* _Stored dataset items_
//! Property-based tests using proptest

use proptest::prelude::*;
use rand::rngs::StdRng;
use rand::SeedableRng;
use rapid_wordgraph::*;
use std::collections::{HashMap, HashSet};

const VOCABULARY: &[&str] = &[
    "the", "cat", "sat", "on", "mat", "dog", "ran", "to", "it", "and",
];

fn token_stream() -> impl Strategy<Value = Vec<String>> {
    prop::collection::vec(
        prop::sample::select(VOCABULARY).prop_map(str::to_string),
        1..60,
    )
}

/// Bellman-Ford over the edge list, used as a slow reference for Dijkstra
fn reference_distances(graph: &WordGraph, source: &str) -> HashMap<String, u64> {
    let mut dist: HashMap<String, u64> = HashMap::new();
    dist.insert(source.to_string(), 0);
    for _ in 0..graph.node_count() {
        let mut changed = false;
        for (from, to, weight) in graph.edges() {
            let Some(&base) = dist.get(from) else {
                continue;
            };
            let candidate = base + u64::from(weight);
            if dist.get(to).map_or(true, |&d| candidate < d) {
                dist.insert(to.to_string(), candidate);
                changed = true;
            }
        }
        if !changed {
            break;
        }
    }
    dist
}

proptest! {
    #![proptest_config(ProptestConfig::with_cases(50))]

    #[test]
    fn test_tokenizer_emits_lowercase_letters_only(text in ".{0,200}") {
        for token in Tokenizer::new().tokenize(&text) {
            prop_assert!(!token.is_empty());
            prop_assert!(token.chars().all(|c| c.is_ascii_lowercase()), "bad token {:?}", token);
        }
    }

    #[test]
    fn test_one_node_per_distinct_token(tokens in token_stream()) {
        let graph = WordGraph::from_tokens(&tokens);
        let distinct: HashSet<&str> = tokens.iter().map(String::as_str).collect();
        prop_assert_eq!(graph.node_count(), distinct.len());
        prop_assert_eq!(graph.total_weight(), (tokens.len() - 1) as u64);
    }

    #[test]
    fn test_edge_weights_count_adjacent_pairs(tokens in token_stream()) {
        let graph = WordGraph::from_tokens(&tokens);
        let mut counts: HashMap<(&str, &str), u32> = HashMap::new();
        for pair in tokens.windows(2) {
            *counts.entry((pair[0].as_str(), pair[1].as_str())).or_default() += 1;
        }
        prop_assert_eq!(graph.edge_count(), counts.len());
        for ((from, to), count) in counts {
            prop_assert_eq!(graph.edge_weight(from, to), Some(count));
        }
    }

    #[test]
    fn test_parallel_build_matches_sequential(tokens in token_stream()) {
        let seq = WordGraph::from_tokens(&tokens);
        let par = build_graph_parallel(&tokens);
        prop_assert_eq!(seq.node_count(), par.node_count());
        prop_assert_eq!(seq.edge_count(), par.edge_count());
        for (from, to, weight) in seq.edges() {
            prop_assert_eq!(par.edge_weight(from, to), Some(weight));
        }
    }

    #[test]
    fn test_pagerank_scores_sum_to_one(
        tokens in token_stream(),
        damping in 0.05f64..0.95
    ) {
        let csr = CsrGraph::from_builder(&WordGraph::from_tokens(&tokens));
        let result = StandardPageRank::new()
            .with_damping(damping)
            .run(&csr)
            .unwrap();

        prop_assert!(result.converged);
        prop_assert!(result.scores.iter().all(|&s| s > 0.0));
        let sum: f64 = result.scores.iter().sum();
        prop_assert!((sum - 1.0).abs() < 1e-6, "Scores sum to {} instead of 1", sum);
    }

    #[test]
    fn test_path_to_self_is_empty(tokens in token_stream()) {
        let graph = WordGraph::from_tokens(&tokens);
        let start = &tokens[0];
        let result = PathFinder::new(&graph).shortest_path(start, start).unwrap();
        match result {
            PathResult::Single { path } => {
                prop_assert_eq!(path.weight, 0);
                prop_assert_eq!(path.words, vec![start.clone()]);
            }
            other => prop_assert!(false, "unexpected {}", other),
        }
    }

    #[test]
    fn test_shortest_paths_are_minimal(tokens in token_stream()) {
        let graph = WordGraph::from_tokens(&tokens);
        let source = &tokens[0];
        let expected = reference_distances(&graph, source);

        let finder = PathFinder::new(&graph);
        let Some(id) = graph.get_node_id(source) else {
            return Err(TestCaseError::fail("source missing from graph"));
        };
        let tree = finder.shortest_path_tree(id);
        prop_assert_eq!(tree.reachable_count(), expected.len());

        for (target_id, node) in graph.nodes() {
            let Some(path) = tree.path_to(&graph, target_id) else {
                prop_assert!(!expected.contains_key(&node.word));
                continue;
            };
            prop_assert_eq!(Some(&path.weight), expected.get(&node.word));

            // The reported weight is the sum of the traversed edges
            let summed: u64 = path
                .words
                .windows(2)
                .map(|pair| graph.edge_weight(&pair[0], &pair[1]).map_or(0, u64::from))
                .sum();
            prop_assert_eq!(summed, path.weight);
            prop_assert_eq!(path.words.first(), Some(source));
            prop_assert_eq!(path.words.last(), Some(&node.word));
        }
    }

    #[test]
    fn test_walk_never_repeats_an_edge(tokens in token_stream(), seed in any::<u64>()) {
        let graph = WordGraph::from_tokens(&tokens);
        let walk = RandomWalker::new(&graph)
            .walk(&mut StdRng::seed_from_u64(seed))
            .unwrap();

        prop_assert!(!walk.words.is_empty());
        let mut seen = HashSet::new();
        for pair in walk.words.windows(2) {
            prop_assert!(graph.edge_weight(&pair[0], &pair[1]).is_some());
            prop_assert!(seen.insert((pair[0].clone(), pair[1].clone())));
        }
    }

    #[test]
    fn test_bridges_are_two_hop_links(tokens in token_stream()) {
        let graph = WordGraph::from_tokens(&tokens);
        let first = &tokens[0];
        let last = &tokens[tokens.len() - 1];

        let outcome = BridgeAnalyzer::new(&graph).bridge_words(first, last);
        for bridge in outcome.bridges() {
            prop_assert!(graph.edge_weight(first, bridge).is_some());
            prop_assert!(graph.edge_weight(bridge, last).is_some());
        }
    }
}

* _PROBLEM DESCRIPTION_
Repeat the records verbatim, every one of them.

* _TASK OUTPUT_
//! Property-based tests using proptest

use proptest::prelude::*;
use rand::rngs::StdRng;
use rand::SeedableRng;
use rapid_wordgraph::*;
use std::collections::{HashMap, HashSet};

const VOCABULARY: &[&str] = &[
    "the", "cat", "sat", "on", "mat", "dog", "ran", "to", "it", "and",
];

fn token_stream() -> impl Strategy<Value = Vec<String>> {
    prop::collection::vec(
        prop::sample::select(VOCABULARY).prop_map(str::to_string),
        1..60,
    )
}

/// Bellman-Ford over the edge list, used as a slow reference for Dijkstra
fn reference_distances(graph: &WordGraph, source: &str) -> HashMap<String, u64> {
    let mut dist: HashMap<String, u64> = HashMap::new();
    dist.insert(source.to_string(), 0);
    for _ in 0..graph.node_count() {
        let mut changed = false;
        for (from, to, weight) in graph.edges() {
            let Some(&base) = dist.get(from) else {
                continue;
            };
            let candidate = base + u64::from(weight);
            if dist.get(to).map_or(true, |&d| candidate < d) {
                dist.insert(to.to_string(), candidate);
                changed = true;
            }
        }
        if !changed {
            break;
        }
    }
    dist
}

proptest! {
    #![proptest_config(ProptestConfig::with_cases(50))]

    #[test]
    fn test_tokenizer_emits_lowercase_letters_only(text in ".{0,200}") {
        for token in Tokenizer::new().tokenize(&text) {
            prop_assert!(!token.is_empty());
            prop_assert!(token.chars().all(|c| c.is_ascii_lowercase()), "bad token {:?}", token);
        }
    }

    #[test]
    fn test_one_node_per_distinct_token(tokens in token_stream()) {
        let graph = WordGraph::from_tokens(&tokens);
        let distinct: HashSet<&str> = tokens.iter().map(String::as_str).collect();
        prop_assert_eq!(graph.node_count(), distinct.len());
        prop_assert_eq!(graph.total_weight(), (tokens.len() - 1) as u64);
    }

    #[test]
    fn test_edge_weights_count_adjacent_pairs(tokens in token_stream()) {
        let graph = WordGraph::from_tokens(&tokens);
        let mut counts: HashMap<(&str, &str), u32> = HashMap::new();
        for pair in tokens.windows(2) {
            *counts.entry((pair[0].as_str(), pair[1].as_str())).or_default() += 1;
        }
        prop_assert_eq!(graph.edge_count(), counts.len());
        for ((from, to), count) in counts {
            prop_assert_eq!(graph.edge_weight(from, to), Some(count));
        }
    }

    #[test]
    fn test_parallel_build_matches_sequential(tokens in token_stream()) {
        let seq = WordGraph::from_tokens(&tokens);
        let par = build_graph_parallel(&tokens);
        prop_assert_eq!(seq.node_count(), par.node_count());
        prop_assert_eq!(seq.edge_count(), par.edge_count());
        for (from, to, weight) in seq.edges() {
            prop_assert_eq!(par.edge_weight(from, to), Some(weight));
        }
    }

    #[test]
    fn test_pagerank_scores_sum_to_one(
        tokens in token_stream(),
        damping in 0.05f64..0.95
    ) {
        let csr = CsrGraph::from_builder(&WordGraph::from_tokens(&tokens));
        let result = StandardPageRank::new()
            .with_damping(damping)
            .run(&csr)
            .unwrap();

        prop_assert!(result.converged);
        prop_assert!(result.scores.iter().all(|&s| s > 0.0));
        let sum: f64 = result.scores.iter().sum();
        prop_assert!((sum - 1.0).abs() < 1e-6, "Scores sum to {} instead of 1", sum);
    }

    #[test]
    fn test_path_to_self_is_empty(tokens in token_stream()) {
        let graph = WordGraph::from_tokens(&tokens);
        let start = &tokens[0];
        let result = PathFinder::new(&graph).shortest_path(start, start).unwrap();
        match result {
            PathResult::Single { path } => {
                prop_assert_eq!(path.weight, 0);
                prop_assert_eq!(path.words, vec![start.clone()]);
            }
            other => prop_assert!(false, "unexpected {}", other),
        }
    }

    #[test]
    fn test_shortest_paths_are_minimal(tokens in token_stream()) {
        let graph = WordGraph::from_tokens(&tokens);
        let source = &tokens[0];
        let expected = reference_distances(&graph, source);

        let finder = PathFinder::new(&graph);
        let Some(id) = graph.get_node_id(source) else {
            return Err(TestCaseError::fail("source missing from graph"));
        };
        let tree = finder.shortest_path_tree(id);
        prop_assert_eq!(tree.reachable_count(), expected.len());

        for (target_id, node) in graph.nodes() {
            let Some(path) = tree.path_to(&graph, target_id) else {
                prop_assert!(!expected.contains_key(&node.word));
                continue;
            };
            prop_assert_eq!(Some(&path.weight), expected.get(&node.word));

            // The reported weight is the sum of the traversed edges
            let summed: u64 = path
                .words
                .windows(2)
                .map(|pair| graph.edge_weight(&pair[0], &pair[1]).map_or(0, u64::from))
                .sum();
            prop_assert_eq!(summed, path.weight);
            prop_assert_eq!(path.words.first(), Some(source));
            prop_assert_eq!(path.words.last(), Some(&node.word));
        }
    }

    #[test]
    fn test_walk_never_repeats_an_edge(tokens in token_stream(), seed in any::<u64>()) {
        let graph = WordGraph::from_tokens(&tokens);
        let walk = RandomWalker::new(&graph)
            .walk(&mut StdRng::seed_from_u64(seed))
            .unwrap();

        prop_assert!(!walk.words.is_empty());
        let mut seen = HashSet::new();
        for pair in walk.words.windows(2) {
            prop_assert!(graph.edge_weight(&pair[0], &pair[1]).is_some());
            prop_assert!(seen.insert((pair[0].clone(), pair[1].clone())));
        }
    }

    #[test]
    fn test_bridges_are_two_hop_links(tokens in token_stream()) {
        let graph = WordGraph::from_tokens(&tokens);
        let first = &tokens[0];
        let last = &tokens[tokens.len() - 1];

        let outcome = BridgeAnalyzer::new(&graph).bridge_words(first, last);
        for bridge in outcome.bridges() {
            prop_assert!(graph.edge_weight(first, bridge).is_some());
            prop_assert!(graph.edge_weight(bridge, last).is_some());
        }
    }
}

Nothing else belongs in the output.